On 19 April 1968, Sarti was arrested along with Ricord and François Chiappe for questioning regarding the robbery of a branch of the National Bank of Argentina. The three were released due to lack of evidence. Subsequent to Ricord's March 1971 imprisonment in Paraguay, Sarti and his associate Christian David moved to Ilhabela, an island off the coast of Brazil. They stayed in the small hotel Bordelao, owned by friends of Helena Ferreira, his Brazilian mistress. Sarti and Helena were arrested in January 1972 on suspicions of passing counterfeit currency, although they were soon released. In February of that year Sarti, Tommaso Buscetta and associates met with Carlo Zippo, an American mafia representative from New York. They gathered at the Copacabana Palace hotel and came up with a new network and buyer system. Not long after Sarti moved to Mexico City, set to be the transit point of the network. In early 1972 Sarti and his wife travelled to La Paz, Bolivia in the company of his friend Jean-Paul Angeletti and the Argentine businessman Housep Caramian, reportedly to buy a 6000 acre plantation on which to grow cocoa leaves and expand from heroin to cocaine trafficking. He was arrested there in possession of $380,000 held in a case after a bellhop recognized Sarti from a previous visit and recalled he had been there under a different name.

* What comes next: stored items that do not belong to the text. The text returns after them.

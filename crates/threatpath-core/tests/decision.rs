// threatpath-core/tests/decision.rs
// ============================================================================
// Module: Decision Engine Tests
// Description: Correlation, arbitration, urgency, and approval behavior.
// ============================================================================
//! ## Overview
//! Exercises campaign correlation, the KEV auto-containment override,
//! confidence-dependent action selection, cost rejections, the monitoring
//! fallback, and the urgency ladder.

#![allow(
    clippy::unwrap_used,
    clippy::expect_used,
    clippy::panic,
    reason = "Test-only output and panic-based assertions are permitted."
)]

mod common;

use threatpath_core::ActionClass;
use threatpath_core::ActionTargetKind;
use threatpath_core::CurrentState;
use threatpath_core::DecisionEngine;
use threatpath_core::PredictionSummary;
use threatpath_core::SessionId;
use threatpath_core::TechniqueId;
use threatpath_core::TrajectoryForecaster;
use threatpath_core::UrgencyLevel;
use threatpath_core::VulnIntel;
use threatpath_core::runtime::extract_principal;

use common::KEV_CVE;
use common::empty_intel;
use common::intel;
use common::kev_catalog;

/// Builds a forecast through the real forecaster.
fn forecast(
    cache: &VulnIntel,
    session_id: &str,
    techniques: &[&str],
    hosts: &[&str],
    vulnerabilities: &[&str],
    risk: f64,
) -> PredictionSummary {
    let state = CurrentState {
        observed_techniques: techniques.iter().map(|id| TechniqueId::from(*id)).collect(),
        host_scope: hosts.iter().map(ToString::to_string).collect(),
        observed_vulnerabilities: vulnerabilities.iter().map(ToString::to_string).collect(),
        graph_depth: techniques.len(),
    };
    TrajectoryForecaster::new(cache).predict(&SessionId::from(session_id), &state, risk)
}

#[test]
fn principal_extraction_handles_urls_and_prefixes() {
    assert_eq!(extract_principal("https://shop.example.com/checkout"), "shop.example.com");
    assert_eq!(extract_principal("alice_3"), "alice");
    assert_eq!(extract_principal("standalone"), "standalone");
}

#[test]
fn kev_chain_isolates_host_without_approval() {
    let cache = intel(kev_catalog());
    let summary = forecast(
        &cache,
        "webfarm_1",
        &["T1190", "T1059", "T1021"],
        &["web01", "db01", "app01"],
        &[KEV_CVE],
        54.0,
    );
    let engine = DecisionEngine::new(&cache);
    let contexts = engine.analyze_correlations(std::slice::from_ref(&summary));
    let ctx = contexts.get(&summary.session_id).expect("context");
    assert!(ctx.group_is_kev);

    let decision = engine.evaluate(&summary, ctx);
    let action = decision.recommended_actions.first().expect("primary action");

    assert_eq!(action.action_type, "Isolate Host");
    assert!(!action.requires_approval);
    assert_eq!(action.action_class, ActionClass::Containment);
    assert!(action.vulnerability_details.is_kev);
    assert_eq!(decision.urgency_level, UrgencyLevel::Critical);
    assert_eq!(action.target.kind, ActionTargetKind::Host);
    assert_eq!(action.target.identifier, "app01");
    assert!(decision.priority_rank >= 2_000);
}

#[test]
fn low_confidence_lateral_block_falls_to_auditing() {
    let cache = empty_intel();
    let summary = forecast(&cache, "host42_1", &["T1078"], &["host42"], &[], 13.0);
    let engine = DecisionEngine::new(&cache);
    let contexts = engine.analyze_correlations(std::slice::from_ref(&summary));
    let decision = engine.evaluate(&summary, contexts.get(&summary.session_id).expect("context"));

    let action = decision.recommended_actions.first().expect("primary action");
    assert_eq!(action.action_type, "Enable Logon Failure Auditing");

    // The higher-impact candidate was considered and rejected with reasons.
    let rejected = decision
        .rejected_actions
        .iter()
        .find(|candidate| candidate.candidate_action == "Disable Account")
        .expect("rejected disable account");
    assert!(!rejected.rejection_reasons.is_empty());
}

#[test]
fn high_confidence_lateral_block_disables_account() {
    let cache = empty_intel();
    let mut summary = forecast(&cache, "host42_1", &["T1078"], &["host42"], &[], 13.0);
    summary.aggregate_confidence = 0.7;
    let engine = DecisionEngine::new(&cache);
    let contexts = engine.analyze_correlations(std::slice::from_ref(&summary));
    let decision = engine.evaluate(&summary, contexts.get(&summary.session_id).expect("context"));

    let action = decision.recommended_actions.first().expect("primary action");
    assert_eq!(action.action_type, "Disable Account");
    assert_eq!(action.action_class, ActionClass::Disruptive);
    assert!(action.requires_approval);
    assert_eq!(action.target.kind, ActionTargetKind::User);
    assert_eq!(action.target.identifier, "host42");
}

#[test]
fn pure_recon_downgrades_to_monitoring() {
    let cache = empty_intel();
    let summary = forecast(&cache, "scanner_1", &["T1595"], &["scanner"], &[], 13.0);
    let engine = DecisionEngine::new(&cache);
    let contexts = engine.analyze_correlations(std::slice::from_ref(&summary));
    let decision = engine.evaluate(&summary, contexts.get(&summary.session_id).expect("context"));

    let action = decision.recommended_actions.first().expect("primary action");
    assert!(
        action.action_type == "Monitor User Behavior" || action.action_type == "Block Inbound IP"
    );
    assert_eq!(decision.urgency_level, UrgencyLevel::Low);
}

#[test]
fn empty_scenarios_fall_back_to_monitoring() {
    let cache = empty_intel();
    let mut summary = forecast(&cache, "idle_1", &["T1595"], &[], &[], 0.0);
    summary.predicted_scenarios.clear();
    let engine = DecisionEngine::new(&cache);
    let contexts = engine.analyze_correlations(std::slice::from_ref(&summary));
    let decision = engine.evaluate(&summary, contexts.get(&summary.session_id).expect("context"));

    let action = decision.recommended_actions.first().expect("primary action");
    assert_eq!(action.action_type, "Monitor User Behavior");
    assert_eq!(decision.priority_rank, 0);
    assert_eq!(decision.decision_explainability.why_now, "No predicted threats found.");
}

#[test]
fn expensive_actions_reject_improbable_scenarios() {
    let cache = empty_intel();
    let mut summary = forecast(&cache, "ops_1", &["T1190"], &["a", "b"], &[], 60.0);
    // Squash every scenario into the improbable band; high confidence keeps
    // the threshold check green so only the cost check can reject.
    summary.aggregate_confidence = 0.9;
    for scenario in &mut summary.predicted_scenarios {
        scenario.probability = 0.15;
    }
    let engine = DecisionEngine::new(&cache);
    let contexts = engine.analyze_correlations(std::slice::from_ref(&summary));
    let decision = engine.evaluate(&summary, contexts.get(&summary.session_id).expect("context"));

    let isolate = decision
        .rejected_actions
        .iter()
        .find(|candidate| candidate.candidate_action == "Isolate Host")
        .expect("rejected isolate");
    assert!(isolate.rejection_reasons.iter().any(|reason| reason.contains("High Cost")));
}

#[test]
fn campaign_correlation_boosts_confidence() {
    let cache = empty_intel();
    let first = forecast(&cache, "alice_1", &["T1078"], &["h1", "h2"], &[], 20.0);
    let second = forecast(&cache, "alice_2", &["T1110"], &["h1", "h2"], &[], 20.0);
    let engine = DecisionEngine::new(&cache);
    let contexts = engine.analyze_correlations(&[first.clone(), second]);

    let ctx = contexts.get(&first.session_id).expect("context");
    assert_eq!(ctx.principal_id, "alice");
    assert_eq!(ctx.session_count, 2);
    assert!((ctx.confidence_boost - 1.3).abs() < 1e-9);
    assert!(ctx.correlation_reason.contains("2 correlated sessions"));
}

#[test]
fn disruptive_invariant_holds_for_every_decision() {
    let cache = intel(kev_catalog());
    let forecasts = vec![
        forecast(&cache, "webfarm_1", &["T1190", "T1059", "T1021"], &["w", "d", "a"], &[KEV_CVE], 54.0),
        forecast(&cache, "host42_1", &["T1078"], &["host42"], &[], 13.0),
        forecast(&cache, "scanner_1", &["T1595"], &["scanner"], &[], 13.0),
    ];
    let engine = DecisionEngine::new(&cache);
    let contexts = engine.analyze_correlations(&forecasts);
    for summary in &forecasts {
        let decision =
            engine.evaluate(summary, contexts.get(&summary.session_id).expect("context"));
        assert!(!decision.recommended_actions.is_empty());
        for rejected in &decision.rejected_actions {
            assert!(!rejected.rejection_reasons.is_empty());
        }
        for action in &decision.recommended_actions {
            let disruptive_name = ["Block", "Isolate", "Disable", "Reset", "Terminate"]
                .iter()
                .any(|keyword| action.action_type.contains(keyword));
            if disruptive_name {
                assert!(
                    action.requires_approval
                        || (action.vulnerability_details.is_kev
                            && action.action_class == ActionClass::Containment)
                );
            }
        }
    }
}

In April 1972, Sarti was shot to death in Mexico City during a raid of a drug trafficking ring by the Mexican federal police. A detective in Rio de Janeiro was later suspended from the police force after being accused of accepting a bribe to free Sarti and his girlfriend Helena Ferreira from jail earlier in 1972. In January 1975, four French citizens alleged to have supplied heroin to Sarti were among a group of 19 indicted by a federal grand jury in Brooklyn. After his shooting Sarti's pilot Julio Lujan brought 90kg of heroin which Sarti had on hand to Uruguay, while his associates tried to find approximately 100kg of heroin he had stached in hidden locations.

==Allegations of involvement in the assassination of John F. Kennedy==
===The Murderers of John F. Kennedy and The Men Who Killed Kennedy===
In November 1988, Steve J. Rivele's French-published book The Murderers of John F. Kennedy named Sarti as one of three French (Corsican) gangsters involved in the assassination of John F. Kennedy. Rivele claimed Sarti fired the fatal shot from Dealey Plaza's "grassy knoll." According to Rivele, Sarti, Roger Bocagnani, and Sauveur Pironti were contracted by organized crime in the United States to protect its drug interests. The British two-hour television special The Men Who Killed Kennedy was based on Rivele's book, but preceded its release airing on October 25, 1988. In the French newspaper Le Provençal published the day following the special, Pironti denied the allegation, stating that he believed at the time of the assassination that Sarti was held in Marseille's Baumettes Prison and that Bocagnani was in Bordeaux's Fort du Hâ. He also showed the paper military records proving that he was serving on a minesweeper from October 1962 to April 1964. The French Ministry of Justice stated that Bocagnani was in prison on the day of Kennedy's assassination and officials from the French Navy confirmed Pironti's military service.

===E. Howard Hunt===
After the death of E. Howard Hunt in 2007, Howard St. John Hunt and David Hunt stated that their father had recorded several claims about himself and others being involved in a conspiracy to assassinate John F. Kennedy. In the April 5th, 2007 issue of Rolling Stone, Howard St. John Hunt detailed a number of individuals purported to be implicated by his father including Sarti, as well as Lyndon B. Johnson, Cord Meyer, David Phillips, Frank Sturgis, David Morales, and William Harvey. The two sons alleged that their father cut the information from his memoirs, American Spy: My Secret History in the CIA, Watergate and Beyond, to avoid possible perjury charges. According to Hunt's widow and other children, the two sons took advantage of Hunt's loss of lucidity by coaching and exploiting him for financial gain. The Los Angeles Times said they examined the materials offered by the sons to support the story and found them to be "inconclusive."